This being the first foreign series that I’ve covered for the site, I couldn’t be happier with the results. Knowing nothing about Nicolas Le Floch, I naturally had a few reservations about the series. It wasn’t in English, so how was I intended to comprehend what the characters were saying (knew I should have taken French in college)? Being that I’m ignorant of the laws and traditions of their government, how difficult would it be to follow the storyline? Of course these reservations were in vain as the series proved its worth with great ease, displaying all the great characteristics of the mysteries I love.
Nicolas Le Floch is a charming, charismatic investigator who believes in thorough and complete investigations, as evident in “The Rogue’s Gallery” when his superior wants to announced the death of a wanted criminal without fully confirming the identity of their suspect. This was the episode where Le Floch had to square off against a particularly cunning opponent, a man who not only had a talent for seducing unwitting women but also outwitting key members of nobility as he moved among them without being suspected, that is until Le Floch, who remained the only person with suspicions.
For me this episode encompassed the best portion of the series, because it is the episode that brought me into the series; however, it was also the episode that answered all my question as to what the series had to offer. Before this one I did not know what format the show would take given that I was coming in at the middle. “The Rogue’s Gallery”, as it turns out, is not the first episode of the series, so naturally my mind registers that this is an established series. However, now I must consider the following: how will I fare following the story being as it seems I am being dropped in at the middle, will I be able to hold my head above water? As it turns out the answer to that question is yes, thankfully, the series is formatted in the standalone style, meaning that each episode tells a different story, giving each tale its own introduction, climax, and conclusion.
Going into more detail about what the series has to offer: Nicolas Le Floch provides an intriguing look into international mysteries of the past, a window into how investigators from a different era approached crime solving before modern forensics. There are still some scientific methods in the form of autopsy, but the show emphasizes the use of real detective work. Back then it required true intellect and patience, which the audience is treated to with Le Floch, who is not impulsive by any means, choosing to take his time and do the job right without shortcuts. Though “The Rogue’s Gallery” provides a great square-off between two intellects, it is in “The Rue Des Francs-Bourgeois Case” that a real mystery emerges as the case deals with the death of members of a noble family by poisoning. I must confess poisoning to be a more interesting death, because then as an audience member I found myself trying to work out for myself who was responsible.

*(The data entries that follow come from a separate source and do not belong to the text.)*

use std::cell::Cell;

/// Last known rendered height of an item's content, in px.
///
/// Sizes the placeholder and seeds the content wrapper's `min_height`. Only
/// finite, positive measurements are accepted, so the value never goes
/// negative.
#[derive(Debug)]
pub struct HeightMemory {
    px: Cell<f32>,
    writes: Cell<u64>,
}

impl HeightMemory {
    pub fn new(initial: f32) -> Self {
        let initial = if initial.is_finite() { initial.max(0.0) } else { 0.0 };
        Self {
            px: Cell::new(initial),
            writes: Cell::new(0),
        }
    }

    pub fn get(&self) -> f32 {
        self.px.get()
    }

    /// Overwrites with a measurement. Returns `false` when the measurement was
    /// rejected or equal to the stored value.
    pub fn record(&self, measured: f32) -> bool {
        if !measured.is_finite() || measured <= 0.0 {
            log::trace!("height memory: ignoring measurement {measured}");
            return false;
        }
        if measured == self.px.get() {
            return false;
        }
        self.px.set(measured);
        self.writes.set(self.writes.get() + 1);
        true
    }

    pub fn writes(&self) -> u64 {
        self.writes.get()
    }
}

It’s thought-provoking and what keep in engrossed in the series.
As I said earlier, I had reservations going in, but none coming out as Nicolas Le Floch won me over by providing a glimpse into the past as well as some culture of another government’s laws and tradition that I had no knowledge of previously. I won’t claim to be an expert now, but I am far more knowledgeable now than before. It was definitely a mysterious series worth watching despite not being a native of the language; of course the subtitles helped a great deal.